The advantages of such an architecture over a conventional data warehouse include:
- There is no requirement to perform a complete mapping of the data. This allows focus upon solutions that address the particular problem at hand and the mappings required to solve it. Such a focus is especially important when the data structure and mapping rules are in a state of flux for part of the system. It allows the high flux areas to be avoided.
- The target data store need not have a structure capable of holding all of the data simultaneously. For example, a target table that would hold all of your CDISC SDTM SUPPQUAL values could require upward of 1000 columns reaching the limits of many common relational databases. On the other hand, the solution for an incremental data set would be an order of magnitude smaller.
- Only the data of interest is accessed/moved. In systems that only analyze a small set of the data at a time, server size can be reduced substantially.
- Data need not be moved to a central repository, minimizing duplicative storage space.

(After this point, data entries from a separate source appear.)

//! Lookup runner - orchestrates one complete run
//!
//! The runner is responsible for:
//! - Opening both logs and pre-scanning the data files
//! - Building the coordinator and spawning both pools
//! - Joining the pools once the input is drained
//! - Final statistics and log flushing

use crate::config::LookupConfig;
use crate::dns::{Resolve, SystemResolver};
use crate::error::Result;
use crate::pipeline::requester::{Requester, RequesterStats};
use crate::pipeline::resolver::{Resolver, ResolverStats};
use crate::pipeline::Coordinator;
use crate::progress::ProgressMonitor;
use crate::sink::LogSink;
use crate::source::WorkSource;
use std::sync::atomic::Ordering;
use std::sync::Arc;
use std::time::{Duration, Instant};
use tracing::{debug, info, warn};

/// How often the progress bar is refreshed
const PROGRESS_INTERVAL: Duration = Duration::from_millis(100);

/// Result of a completed run
#[derive(Debug, Clone, Default)]
pub struct RunReport {
    /// Data files given
    pub total_files: usize,

    /// Data files that could not be opened
    pub missing_files: usize,

    /// Data files read to the end, missing ones included
    pub files_completed: usize,

    /// Names found by the pre-scan
    pub total_names: u64,

    /// Names written into the buffer
    pub names_produced: u64,

    /// Names taken out of the buffer
    pub names_consumed: u64,

    /// Names resolved to an address
    pub resolved: u64,

    /// Names that failed to resolve
    pub failed: u64,

    /// Names replaced by the oversized marker
    pub oversized: u64,

    /// Failed log writes across both pools
    pub log_errors: u64,

    /// Workers that panicked
    pub panicked_workers: usize,

    /// Lines written to the requester log
    pub requester_lines: u64,

    /// Lines written to the resolver log
    pub resolver_lines: u64,

    /// Wall time of the run
    pub duration: Duration,
}

impl RunReport {
    /// Throughput over the whole run
    pub fn names_per_second(&self) -> f64 {
        let secs = self.duration.as_secs_f64();
        if secs > 0.0 {
            self.names_consumed as f64 / secs
        } else {
            0.0
        }
    }

    /// Every file drained and every produced name resolved or recorded
    pub fn is_complete(&self) -> bool {
        self.panicked_workers == 0
            && self.files_completed == self.total_files
            && self.names_consumed == self.names_produced
    }
}

/// Runs both pools over one set of data files
pub struct LookupRunner {
    /// Configuration
    config: LookupConfig,

    /// Name resolution backend
    resolver: Arc<dyn Resolve>,

    /// Audit log of every name read
    requester_log: Arc<LogSink>,

    /// `name,address` results
    resolver_log: Arc<LogSink>,

    /// Requester threads
    requesters: Vec<Requester>,

    /// Resolver threads
    resolvers: Vec<Resolver>,
}

impl LookupRunner {
    /// Create a runner that writes the configured log files and resolves
    /// through the operating system
    ///
    /// The configuration is validated before either log is opened, so a
    /// rejected configuration never truncates an existing log.
    pub fn new(config: LookupConfig) -> Result<Self> {
        config.validate()?;
        let requester_log = LogSink::create(&config.requester_log, config.append_logs)?;
        let resolver_log = LogSink::create(&config.resolver_log, config.append_logs)?;

        let resolver = Arc::new(SystemResolver::new().prefer_ipv6(config.prefer_ipv6));
        Ok(Self::with_parts(
            config,
            resolver,
            requester_log,
            resolver_log,
        ))
    }

    /// Create a runner from explicit parts
    ///
    /// The log paths in `config` are validated but not opened.
    pub fn with_parts(
        config: LookupConfig,
        resolver: Arc<dyn Resolve>,
        requester_log: LogSink,
        resolver_log: LogSink,
    ) -> Self {
        Self {
            config,
            resolver,
            requester_log: Arc::new(requester_log),
            resolver_log: Arc::new(resolver_log),
            requesters: Vec::new(),
            resolvers: Vec::new(),
        }
    }

    /// Run until every data file is drained and every name is resolved
    pub fn run(mut self) -> Result<RunReport> {
        self.config.validate()?;
        let start_time = Instant::now();

        info!(
            requesters = self.config.requester_count,
            resolvers = self.config.resolver_count,
            files = self.config.input_files.len(),
            capacity = self.config.buffer_size,
            "Starting lookup"
        );

        let source = WorkSource::prepare(&self.config.input_files, self.config.max_name_length);
        let total_files = source.total_files();
        let total_names = source.total_names();
        let missing_files = source.missing().len();

        debug!(
            files = total_files,
            missing = missing_files,
            names = total_names,
            "Pre-scan complete"
        );

        let coordinator = Arc::new(Coordinator::new(
            self.config.buffer_size,
            source.into_files(),
            total_files,
            total_names,
        ));

        let monitor = if self.config.show_progress {
            match ProgressMonitor::start(Arc::clone(&coordinator), PROGRESS_INTERVAL) {
                Ok(monitor) => Some(monitor),
                Err(e) => {
                    warn!(error = %e, "Failed to start progress display");
                    None
                }
            }
        } else {
            None
        };

        if let Err(e) = self.spawn_workers(&coordinator) {
            warn!(error = %e, "Startup failed, releasing started workers");
            coordinator.abandon();
            self.join_workers();
            if let Some(monitor) = monitor {
                monitor.stop();
            }
            return Err(e);
        }

        let (requester_stats, resolver_stats, panicked_workers) = self.join_workers();

        if let Some(monitor) = monitor {
            monitor.stop();
        }

        self.requester_log.flush()?;
        self.resolver_log.flush()?;

        let counters = coordinator.snapshot().counters;
        let duration = start_time.elapsed();

        let report = RunReport {
            total_files,
            missing_files,
            files_completed: counters.files_completed,
            total_names,
            names_produced: counters.names_produced,
            names_consumed: counters.names_consumed,
            resolved: sum(&resolver_stats, |s| s.resolved.load(Ordering::Relaxed)),
            failed: sum(&resolver_stats, |s| s.failed.load(Ordering::Relaxed)),
            oversized: sum(&requester_stats, |s| s.oversized.load(Ordering::Relaxed)),
            log_errors: sum(&requester_stats, |s| s.log_errors.load(Ordering::Relaxed))
                + sum(&resolver_stats, |s| s.log_errors.load(Ordering::Relaxed)),
            panicked_workers,
            requester_lines: self.requester_log.lines_written(),
            resolver_lines: self.resolver_log.lines_written(),
            duration,
        };

        if counters.names_produced != total_names {
            // A data file changed between the pre-scan and the read
            warn!(
                expected = total_names,
                produced = counters.names_produced,
                "Name count differs from pre-scan"
            );
        }

        info!(
            names = report.names_consumed,
            resolved = report.resolved,
            failed = report.failed,
            duration_secs = duration.as_secs_f64(),
            "Lookup completed"
        );

        Ok(report)
    }

    /// Spawn both pools
    fn spawn_workers(&mut self, coordinator: &Arc<Coordinator>) -> Result<()> {
        for id in 0..self.config.requester_count {
            let requester = Requester::spawn(
                id,
                Arc::clone(coordinator),
                Arc::clone(&self.requester_log),
                self.config.max_name_length,
            )?;
            self.requesters.push(requester);
        }

        for id in 0..self.config.resolver_count {
            let resolver = Resolver::spawn(
                id,
                Arc::clone(coordinator),
                Arc::clone(&self.resolver),
                Arc::clone(&self.resolver_log),
            )?;
            self.resolvers.push(resolver);
        }

        info!(
            requesters = self.requesters.len(),
            resolvers = self.resolvers.len(),
            "Workers spawned"
        );
        Ok(())
    }

    /// Join every started worker and collect their statistics
    ///
    /// Requesters are joined first; resolvers only finish once the last
    /// file is complete and the buffer is drained.
    fn join_workers(
        &mut self,
    ) -> (Vec<Arc<RequesterStats>>, Vec<Arc<ResolverStats>>, usize) {
        let mut panicked = 0;

        let requesters = std::mem::take(&mut self.requesters);
        let mut requester_stats = Vec::with_capacity(requesters.len());
        for worker in requesters {
            requester_stats.push(Arc::clone(worker.stats()));
            if let Err(e) = worker.join() {
                warn!(error = %e, "Worker failed to join cleanly");
                panicked += 1;
            }
        }

        let resolvers = std::mem::take(&mut self.resolvers);
        let mut resolver_stats = Vec::with_capacity(resolvers.len());
        for worker in resolvers {
            resolver_stats.push(Arc::clone(worker.stats()));
            if let Err(e) = worker.join() {
                warn!(error = %e, "Worker failed to join cleanly");
                panicked += 1;
            }
        }

        (requester_stats, resolver_stats, panicked)
    }
}

fn sum<S>(stats: &[Arc<S>], field: impl Fn(&S) -> u64) -> u64 {
    stats.iter().map(|s| field(s)).sum()
}

/// Run a lookup with the system resolver and the configured log files
pub fn run(config: LookupConfig) -> Result<RunReport> {
    LookupRunner::new(config)?.run()
}

#[cfg(test)]
mod tests {
    use super::*;
    use crate::dns::StaticResolver;
    use crate::error::{ConfigError, LookupError};
    use std::io::Write;
    use std::net::{IpAddr, Ipv4Addr};
    use tempfile::{NamedTempFile, TempDir};

    fn data_file(names: &[&str]) -> NamedTempFile {
        let mut tmp = NamedTempFile::new().unwrap();
        for name in names {
            writeln!(tmp, "{}", name).unwrap();
        }
        tmp.flush().unwrap();
        tmp
    }

    #[test]
    fn test_report_rate() {
        let report = RunReport {
            names_consumed: 50,
            duration: Duration::from_secs(2),
            ..Default::default()
        };
        assert_eq!(report.names_per_second(), 25.0);
        assert_eq!(RunReport::default().names_per_second(), 0.0);
    }

    #[test]
    fn test_run_writes_both_logs() {
        let input = data_file(&["a.com", "b.com", "c.com"]);
        let dir = TempDir::new().unwrap();
        let req_log = dir.path().join("serviced.txt");
        let res_log = dir.path().join("results.txt");

        let config = LookupConfig::new(
            2,
            3,
            vec![input.path().to_path_buf()],
            &req_log,
            &res_log,
        )
        .with_buffer_size(1);

        let resolver = StaticResolver::new().with_entry("a.com", IpAddr::V4(Ipv4Addr::LOCALHOST));
        let runner = LookupRunner::with_parts(
            config,
            Arc::new(resolver),
            LogSink::create(&req_log, false).unwrap(),
            LogSink::create(&res_log, false).unwrap(),
        );

        let report = runner.run().unwrap();
        assert!(report.is_complete());
        assert_eq!(report.total_names, 3);
        assert_eq!(report.names_consumed, 3);
        assert_eq!(report.resolved, 1);
        assert_eq!(report.failed, 2);
        // Three names plus one serviced line per requester
        assert_eq!(report.requester_lines, 5);
        assert_eq!(report.resolver_lines, 3);

        let results = std::fs::read_to_string(&res_log).unwrap();
        assert!(results.lines().any(|l| l == "a.com,127.0.0.1"));
        assert!(results.lines().any(|l| l == "b.com,"));
    }

    #[test]
    fn test_rejected_config_keeps_existing_logs() {
        let input = data_file(&["a.com"]);
        let dir = TempDir::new().unwrap();
        let req_log = dir.path().join("serviced.txt");
        let res_log = dir.path().join("results.txt");
        std::fs::write(&req_log, "earlier.com\n").unwrap();
        std::fs::write(&res_log, "earlier.com,10.0.0.1\n").unwrap();

        let config = LookupConfig::new(0, 1, vec![input.path().to_path_buf()], &req_log, &res_log);
        let err = run(config).unwrap_err();
        assert!(matches!(
            err,
            LookupError::Config(ConfigError::InvalidRequesterCount { count: 0, .. })
        ));

        assert_eq!(std::fs::read_to_string(&req_log).unwrap(), "earlier.com\n");
        assert_eq!(std::fs::read_to_string(&res_log).unwrap(), "earlier.com,10.0.0.1\n");
    }

    #[test]
    fn test_run_with_missing_file() {
        let dir = TempDir::new().unwrap();
        let config = LookupConfig::new(
            1,
            1,
            vec![dir.path().join("does-not-exist.txt")],
            dir.path().join("req.txt"),
            dir.path().join("res.txt"),
        );

        let report = run(config).unwrap();
        assert_eq!(report.missing_files, 1);
        assert_eq!(report.files_completed, 1);
        assert_eq!(report.names_consumed, 0);
        assert_eq!(report.resolver_lines, 0);
        assert!(report.is_complete());
    }
}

Of course there are disadvantages
- A warehouse allows the precalculation of complex results, imposing little operational delay in retrieving these results.
- Warehouses can be more easily structured to handle analyses which involved large portions of the dataset.
In scientific domains, it isn't uncommon for new assays, results, etc. to break your current mappings. A virtualized approach minimizes the impact of these problems upon your system and is certainly something to look at if this sounds like your situation.